**Description of the task**
Look through the records, and whenever a line includes the word "scale", copy it.

********************

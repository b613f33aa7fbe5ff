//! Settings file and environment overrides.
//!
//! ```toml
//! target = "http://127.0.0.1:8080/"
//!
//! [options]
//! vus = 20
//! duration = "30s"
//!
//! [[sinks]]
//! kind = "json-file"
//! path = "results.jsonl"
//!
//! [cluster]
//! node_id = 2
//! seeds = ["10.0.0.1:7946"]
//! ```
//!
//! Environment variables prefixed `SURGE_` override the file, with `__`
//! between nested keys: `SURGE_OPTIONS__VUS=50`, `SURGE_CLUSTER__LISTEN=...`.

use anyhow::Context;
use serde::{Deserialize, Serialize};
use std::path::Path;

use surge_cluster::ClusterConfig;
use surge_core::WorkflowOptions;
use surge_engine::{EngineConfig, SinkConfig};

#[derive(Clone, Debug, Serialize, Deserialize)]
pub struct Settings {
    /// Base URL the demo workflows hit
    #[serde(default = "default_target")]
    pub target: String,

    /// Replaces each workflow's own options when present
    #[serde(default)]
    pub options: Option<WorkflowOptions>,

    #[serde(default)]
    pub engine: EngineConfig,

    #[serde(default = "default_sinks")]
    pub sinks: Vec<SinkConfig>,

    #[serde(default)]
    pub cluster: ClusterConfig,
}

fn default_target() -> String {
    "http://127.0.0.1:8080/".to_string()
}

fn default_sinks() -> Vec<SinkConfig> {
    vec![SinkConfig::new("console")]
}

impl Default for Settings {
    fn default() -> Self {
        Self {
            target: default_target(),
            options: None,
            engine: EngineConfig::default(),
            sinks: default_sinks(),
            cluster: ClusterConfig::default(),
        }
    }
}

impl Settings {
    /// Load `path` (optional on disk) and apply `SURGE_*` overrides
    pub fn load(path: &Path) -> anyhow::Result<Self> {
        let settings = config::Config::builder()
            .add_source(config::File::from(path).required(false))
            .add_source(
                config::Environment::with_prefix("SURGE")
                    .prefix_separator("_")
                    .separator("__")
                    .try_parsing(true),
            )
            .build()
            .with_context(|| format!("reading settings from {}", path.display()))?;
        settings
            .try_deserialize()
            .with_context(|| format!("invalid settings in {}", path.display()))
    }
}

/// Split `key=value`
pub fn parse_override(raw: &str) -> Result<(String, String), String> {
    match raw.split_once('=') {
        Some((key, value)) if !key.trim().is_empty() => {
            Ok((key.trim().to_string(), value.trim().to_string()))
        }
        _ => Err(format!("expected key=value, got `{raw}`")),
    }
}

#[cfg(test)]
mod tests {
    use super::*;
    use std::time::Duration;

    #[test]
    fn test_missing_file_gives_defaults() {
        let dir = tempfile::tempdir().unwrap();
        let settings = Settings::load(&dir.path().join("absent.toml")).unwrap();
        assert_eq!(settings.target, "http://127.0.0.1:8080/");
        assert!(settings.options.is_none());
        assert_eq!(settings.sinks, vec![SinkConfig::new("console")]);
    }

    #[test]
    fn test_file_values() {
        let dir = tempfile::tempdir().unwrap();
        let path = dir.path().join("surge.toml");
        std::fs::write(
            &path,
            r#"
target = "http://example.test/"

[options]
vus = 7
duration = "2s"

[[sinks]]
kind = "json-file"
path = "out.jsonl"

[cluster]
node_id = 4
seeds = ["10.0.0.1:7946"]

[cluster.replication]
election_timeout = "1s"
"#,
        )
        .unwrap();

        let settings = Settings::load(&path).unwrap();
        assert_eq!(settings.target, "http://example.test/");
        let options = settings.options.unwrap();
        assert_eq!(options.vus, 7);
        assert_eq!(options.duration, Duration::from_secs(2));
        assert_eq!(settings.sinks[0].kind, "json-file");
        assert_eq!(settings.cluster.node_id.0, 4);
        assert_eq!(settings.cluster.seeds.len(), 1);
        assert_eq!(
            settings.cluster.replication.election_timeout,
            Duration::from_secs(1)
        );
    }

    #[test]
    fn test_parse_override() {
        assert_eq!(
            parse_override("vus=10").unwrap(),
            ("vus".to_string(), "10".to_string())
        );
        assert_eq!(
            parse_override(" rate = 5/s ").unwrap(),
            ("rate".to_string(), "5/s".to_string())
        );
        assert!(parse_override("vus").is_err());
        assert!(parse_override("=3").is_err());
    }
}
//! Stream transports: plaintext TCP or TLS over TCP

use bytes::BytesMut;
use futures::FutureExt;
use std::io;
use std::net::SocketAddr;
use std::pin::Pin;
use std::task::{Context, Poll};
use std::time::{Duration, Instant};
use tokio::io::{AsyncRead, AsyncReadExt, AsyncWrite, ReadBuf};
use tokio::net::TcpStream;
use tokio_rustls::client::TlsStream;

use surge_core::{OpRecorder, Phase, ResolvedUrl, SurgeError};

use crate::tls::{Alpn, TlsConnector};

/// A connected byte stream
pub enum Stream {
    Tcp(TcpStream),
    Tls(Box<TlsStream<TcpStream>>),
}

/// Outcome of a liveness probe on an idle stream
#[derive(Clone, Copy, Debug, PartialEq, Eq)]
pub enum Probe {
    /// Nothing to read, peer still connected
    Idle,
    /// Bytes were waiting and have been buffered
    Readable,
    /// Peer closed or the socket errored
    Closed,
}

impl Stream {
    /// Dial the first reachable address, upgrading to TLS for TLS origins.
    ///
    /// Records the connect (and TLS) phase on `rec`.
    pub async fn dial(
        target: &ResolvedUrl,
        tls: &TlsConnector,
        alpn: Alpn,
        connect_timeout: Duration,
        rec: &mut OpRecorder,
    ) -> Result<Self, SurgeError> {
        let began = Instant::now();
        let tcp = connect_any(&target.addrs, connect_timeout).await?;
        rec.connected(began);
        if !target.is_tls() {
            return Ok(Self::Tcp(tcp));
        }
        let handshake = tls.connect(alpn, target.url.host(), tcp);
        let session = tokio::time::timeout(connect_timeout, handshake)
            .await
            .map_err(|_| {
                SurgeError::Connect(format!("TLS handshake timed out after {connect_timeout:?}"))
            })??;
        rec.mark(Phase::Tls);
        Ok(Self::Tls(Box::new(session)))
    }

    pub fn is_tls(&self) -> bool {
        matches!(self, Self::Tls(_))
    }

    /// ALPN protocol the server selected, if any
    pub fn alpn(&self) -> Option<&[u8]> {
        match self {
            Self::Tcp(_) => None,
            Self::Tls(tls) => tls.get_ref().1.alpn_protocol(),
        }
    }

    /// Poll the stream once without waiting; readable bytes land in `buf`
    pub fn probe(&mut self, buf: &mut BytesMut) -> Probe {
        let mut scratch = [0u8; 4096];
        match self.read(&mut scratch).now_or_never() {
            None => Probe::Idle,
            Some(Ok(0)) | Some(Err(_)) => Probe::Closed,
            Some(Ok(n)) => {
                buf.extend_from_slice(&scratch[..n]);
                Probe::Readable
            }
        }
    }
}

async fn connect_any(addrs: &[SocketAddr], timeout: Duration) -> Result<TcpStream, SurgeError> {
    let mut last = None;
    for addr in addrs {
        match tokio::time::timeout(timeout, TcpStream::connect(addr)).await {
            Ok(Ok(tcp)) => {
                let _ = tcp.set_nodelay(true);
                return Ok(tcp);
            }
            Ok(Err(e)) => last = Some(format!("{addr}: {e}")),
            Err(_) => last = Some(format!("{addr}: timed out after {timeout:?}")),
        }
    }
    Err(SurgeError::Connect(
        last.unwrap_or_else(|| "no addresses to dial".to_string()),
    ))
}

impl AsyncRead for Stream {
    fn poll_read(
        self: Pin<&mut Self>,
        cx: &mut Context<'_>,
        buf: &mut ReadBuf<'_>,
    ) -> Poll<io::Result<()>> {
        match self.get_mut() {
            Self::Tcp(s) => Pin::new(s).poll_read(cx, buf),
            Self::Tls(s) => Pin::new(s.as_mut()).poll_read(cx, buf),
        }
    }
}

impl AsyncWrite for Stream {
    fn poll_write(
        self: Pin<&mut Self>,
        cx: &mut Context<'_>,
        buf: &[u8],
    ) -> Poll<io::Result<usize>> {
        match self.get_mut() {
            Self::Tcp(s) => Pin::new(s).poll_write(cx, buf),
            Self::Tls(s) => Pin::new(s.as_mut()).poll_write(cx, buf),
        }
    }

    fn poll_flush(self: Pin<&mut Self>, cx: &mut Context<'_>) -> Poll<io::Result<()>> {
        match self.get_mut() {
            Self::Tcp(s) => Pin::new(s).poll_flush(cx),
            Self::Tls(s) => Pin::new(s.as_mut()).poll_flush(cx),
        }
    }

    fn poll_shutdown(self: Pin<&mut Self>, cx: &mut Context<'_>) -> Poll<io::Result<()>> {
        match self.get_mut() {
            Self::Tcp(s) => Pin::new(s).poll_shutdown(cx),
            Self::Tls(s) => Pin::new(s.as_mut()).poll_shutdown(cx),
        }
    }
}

********************

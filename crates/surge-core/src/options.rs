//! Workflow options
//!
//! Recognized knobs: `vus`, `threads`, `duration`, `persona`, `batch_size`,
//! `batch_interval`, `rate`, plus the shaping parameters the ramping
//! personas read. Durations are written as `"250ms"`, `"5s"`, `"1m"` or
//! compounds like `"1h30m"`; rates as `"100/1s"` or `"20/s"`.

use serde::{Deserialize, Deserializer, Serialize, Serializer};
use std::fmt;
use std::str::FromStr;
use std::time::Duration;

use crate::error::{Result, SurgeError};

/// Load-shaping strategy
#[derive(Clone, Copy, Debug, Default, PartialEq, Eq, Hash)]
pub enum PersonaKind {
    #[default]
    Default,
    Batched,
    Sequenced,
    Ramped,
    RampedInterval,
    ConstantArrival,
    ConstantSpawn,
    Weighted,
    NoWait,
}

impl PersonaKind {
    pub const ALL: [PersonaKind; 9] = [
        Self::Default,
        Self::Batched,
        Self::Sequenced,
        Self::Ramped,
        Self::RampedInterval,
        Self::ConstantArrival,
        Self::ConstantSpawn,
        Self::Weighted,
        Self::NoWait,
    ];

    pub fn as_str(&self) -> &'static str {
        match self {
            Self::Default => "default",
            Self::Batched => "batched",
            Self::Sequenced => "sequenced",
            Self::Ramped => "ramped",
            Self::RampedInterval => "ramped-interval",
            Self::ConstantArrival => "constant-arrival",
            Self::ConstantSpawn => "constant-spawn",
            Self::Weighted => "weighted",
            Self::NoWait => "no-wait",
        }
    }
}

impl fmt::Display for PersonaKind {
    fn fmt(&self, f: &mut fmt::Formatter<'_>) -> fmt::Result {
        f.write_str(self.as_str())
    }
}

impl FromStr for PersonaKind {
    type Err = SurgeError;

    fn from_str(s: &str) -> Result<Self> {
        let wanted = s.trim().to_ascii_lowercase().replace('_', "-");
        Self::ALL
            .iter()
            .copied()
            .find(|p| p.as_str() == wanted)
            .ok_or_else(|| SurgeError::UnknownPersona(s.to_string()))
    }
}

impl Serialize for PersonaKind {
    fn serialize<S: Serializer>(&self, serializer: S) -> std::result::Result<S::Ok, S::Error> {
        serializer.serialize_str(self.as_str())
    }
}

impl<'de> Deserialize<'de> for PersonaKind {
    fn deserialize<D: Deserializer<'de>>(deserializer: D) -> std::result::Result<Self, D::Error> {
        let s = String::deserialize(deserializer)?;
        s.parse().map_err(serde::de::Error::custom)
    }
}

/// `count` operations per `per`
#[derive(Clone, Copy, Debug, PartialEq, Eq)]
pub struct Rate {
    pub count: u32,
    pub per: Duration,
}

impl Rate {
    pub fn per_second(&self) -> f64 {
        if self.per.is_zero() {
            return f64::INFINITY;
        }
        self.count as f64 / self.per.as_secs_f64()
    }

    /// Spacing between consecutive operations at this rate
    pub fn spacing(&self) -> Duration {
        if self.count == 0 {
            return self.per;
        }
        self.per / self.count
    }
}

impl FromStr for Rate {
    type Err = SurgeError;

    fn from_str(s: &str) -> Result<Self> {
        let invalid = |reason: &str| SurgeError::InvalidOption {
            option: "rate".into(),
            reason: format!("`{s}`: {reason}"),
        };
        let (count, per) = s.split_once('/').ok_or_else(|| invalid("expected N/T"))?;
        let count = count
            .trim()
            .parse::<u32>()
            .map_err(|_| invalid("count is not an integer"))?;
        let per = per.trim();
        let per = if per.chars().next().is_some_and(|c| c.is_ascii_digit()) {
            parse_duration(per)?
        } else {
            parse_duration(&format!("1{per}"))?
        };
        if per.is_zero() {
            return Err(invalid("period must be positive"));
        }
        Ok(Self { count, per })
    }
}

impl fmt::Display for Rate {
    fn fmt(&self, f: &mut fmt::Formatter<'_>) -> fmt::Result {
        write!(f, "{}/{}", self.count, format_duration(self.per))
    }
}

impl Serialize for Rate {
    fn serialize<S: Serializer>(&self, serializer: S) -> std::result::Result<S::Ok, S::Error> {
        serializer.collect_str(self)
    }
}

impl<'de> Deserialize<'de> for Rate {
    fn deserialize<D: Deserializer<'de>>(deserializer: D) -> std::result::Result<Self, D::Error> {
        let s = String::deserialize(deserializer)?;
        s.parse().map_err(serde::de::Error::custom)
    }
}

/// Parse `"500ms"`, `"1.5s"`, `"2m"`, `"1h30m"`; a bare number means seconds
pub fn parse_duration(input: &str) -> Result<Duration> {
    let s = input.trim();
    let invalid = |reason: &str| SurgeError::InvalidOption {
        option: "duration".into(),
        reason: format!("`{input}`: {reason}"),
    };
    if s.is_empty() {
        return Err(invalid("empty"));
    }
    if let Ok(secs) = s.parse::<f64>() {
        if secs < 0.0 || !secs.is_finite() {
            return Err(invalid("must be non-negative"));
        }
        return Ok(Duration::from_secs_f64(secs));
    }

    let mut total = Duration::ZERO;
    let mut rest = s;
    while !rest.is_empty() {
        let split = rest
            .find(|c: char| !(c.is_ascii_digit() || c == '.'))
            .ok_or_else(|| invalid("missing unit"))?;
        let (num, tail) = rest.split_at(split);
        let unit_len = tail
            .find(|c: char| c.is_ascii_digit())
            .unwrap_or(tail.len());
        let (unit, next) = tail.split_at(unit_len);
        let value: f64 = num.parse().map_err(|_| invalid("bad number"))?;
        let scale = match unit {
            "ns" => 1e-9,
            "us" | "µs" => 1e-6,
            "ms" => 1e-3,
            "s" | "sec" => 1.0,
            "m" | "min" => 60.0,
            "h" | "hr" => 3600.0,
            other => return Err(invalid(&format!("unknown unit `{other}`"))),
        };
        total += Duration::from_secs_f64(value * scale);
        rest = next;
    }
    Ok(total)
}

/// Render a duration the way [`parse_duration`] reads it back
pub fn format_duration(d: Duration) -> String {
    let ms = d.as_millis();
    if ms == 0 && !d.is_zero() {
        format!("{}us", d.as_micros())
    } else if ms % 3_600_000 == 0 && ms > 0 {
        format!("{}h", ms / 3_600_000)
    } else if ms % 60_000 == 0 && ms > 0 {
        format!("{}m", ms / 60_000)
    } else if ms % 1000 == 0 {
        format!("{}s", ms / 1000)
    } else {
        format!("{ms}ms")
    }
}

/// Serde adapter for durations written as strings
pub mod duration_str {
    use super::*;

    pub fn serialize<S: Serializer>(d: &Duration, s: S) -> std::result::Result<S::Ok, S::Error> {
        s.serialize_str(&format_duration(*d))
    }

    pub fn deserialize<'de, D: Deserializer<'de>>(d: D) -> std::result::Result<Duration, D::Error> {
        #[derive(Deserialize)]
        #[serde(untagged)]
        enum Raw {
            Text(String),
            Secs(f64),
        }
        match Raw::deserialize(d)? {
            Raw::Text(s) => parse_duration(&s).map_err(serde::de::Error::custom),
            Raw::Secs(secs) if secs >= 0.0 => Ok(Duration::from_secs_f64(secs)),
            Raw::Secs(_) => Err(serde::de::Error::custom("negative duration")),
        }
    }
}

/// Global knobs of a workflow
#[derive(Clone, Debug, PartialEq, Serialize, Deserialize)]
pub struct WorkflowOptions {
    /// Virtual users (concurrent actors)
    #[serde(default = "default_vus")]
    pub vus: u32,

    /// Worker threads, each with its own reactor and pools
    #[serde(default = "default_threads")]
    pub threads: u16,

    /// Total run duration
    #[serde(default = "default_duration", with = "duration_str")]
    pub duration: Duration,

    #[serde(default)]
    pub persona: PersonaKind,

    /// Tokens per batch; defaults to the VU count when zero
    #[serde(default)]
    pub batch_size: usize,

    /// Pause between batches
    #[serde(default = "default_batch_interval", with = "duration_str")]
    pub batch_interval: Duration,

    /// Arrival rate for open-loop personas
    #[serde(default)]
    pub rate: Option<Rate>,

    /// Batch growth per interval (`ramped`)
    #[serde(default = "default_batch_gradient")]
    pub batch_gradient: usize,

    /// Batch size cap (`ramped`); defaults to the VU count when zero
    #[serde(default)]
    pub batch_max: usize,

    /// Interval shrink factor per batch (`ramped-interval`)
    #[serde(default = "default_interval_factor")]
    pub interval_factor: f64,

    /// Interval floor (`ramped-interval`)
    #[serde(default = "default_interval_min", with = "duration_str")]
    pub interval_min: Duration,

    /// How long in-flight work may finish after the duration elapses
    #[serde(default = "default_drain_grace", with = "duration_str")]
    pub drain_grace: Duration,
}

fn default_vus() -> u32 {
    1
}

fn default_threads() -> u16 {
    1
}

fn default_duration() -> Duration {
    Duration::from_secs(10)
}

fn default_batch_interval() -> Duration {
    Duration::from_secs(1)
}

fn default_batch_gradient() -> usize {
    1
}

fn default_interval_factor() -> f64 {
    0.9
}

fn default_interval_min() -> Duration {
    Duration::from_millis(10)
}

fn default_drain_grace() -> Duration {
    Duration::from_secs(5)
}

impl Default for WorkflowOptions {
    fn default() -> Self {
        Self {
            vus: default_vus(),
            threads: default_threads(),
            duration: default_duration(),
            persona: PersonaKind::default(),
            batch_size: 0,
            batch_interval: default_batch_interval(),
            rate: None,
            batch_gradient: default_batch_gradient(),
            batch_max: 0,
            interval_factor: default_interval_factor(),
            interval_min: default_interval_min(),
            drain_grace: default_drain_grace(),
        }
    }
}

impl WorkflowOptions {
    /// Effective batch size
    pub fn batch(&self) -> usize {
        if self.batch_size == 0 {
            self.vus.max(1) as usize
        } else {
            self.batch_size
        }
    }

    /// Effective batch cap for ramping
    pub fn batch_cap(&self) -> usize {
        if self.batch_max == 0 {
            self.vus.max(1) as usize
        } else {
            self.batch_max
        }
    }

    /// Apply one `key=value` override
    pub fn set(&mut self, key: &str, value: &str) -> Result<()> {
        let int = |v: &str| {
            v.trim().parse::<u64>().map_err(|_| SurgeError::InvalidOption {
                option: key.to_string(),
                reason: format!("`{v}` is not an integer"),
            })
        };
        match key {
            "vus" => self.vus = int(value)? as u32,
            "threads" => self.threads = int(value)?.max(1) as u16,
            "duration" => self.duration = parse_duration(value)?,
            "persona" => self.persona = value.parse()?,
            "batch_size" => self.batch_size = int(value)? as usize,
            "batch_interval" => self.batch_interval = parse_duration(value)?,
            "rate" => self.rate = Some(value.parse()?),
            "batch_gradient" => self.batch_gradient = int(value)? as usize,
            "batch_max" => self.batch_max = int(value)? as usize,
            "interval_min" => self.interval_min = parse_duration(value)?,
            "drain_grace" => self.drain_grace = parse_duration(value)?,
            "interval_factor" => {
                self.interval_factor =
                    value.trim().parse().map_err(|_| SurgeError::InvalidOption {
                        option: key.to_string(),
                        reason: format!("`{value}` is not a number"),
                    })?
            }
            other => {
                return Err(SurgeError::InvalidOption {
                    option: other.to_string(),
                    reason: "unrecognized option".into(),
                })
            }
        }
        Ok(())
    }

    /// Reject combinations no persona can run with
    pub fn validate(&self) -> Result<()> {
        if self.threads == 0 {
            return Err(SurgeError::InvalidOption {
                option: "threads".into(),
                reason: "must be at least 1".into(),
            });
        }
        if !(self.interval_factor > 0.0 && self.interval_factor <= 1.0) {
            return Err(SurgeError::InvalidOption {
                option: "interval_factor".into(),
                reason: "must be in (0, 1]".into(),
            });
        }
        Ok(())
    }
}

********************

**Result**
        let scale = match unit {
        total += Duration::from_secs_f64(value * scale);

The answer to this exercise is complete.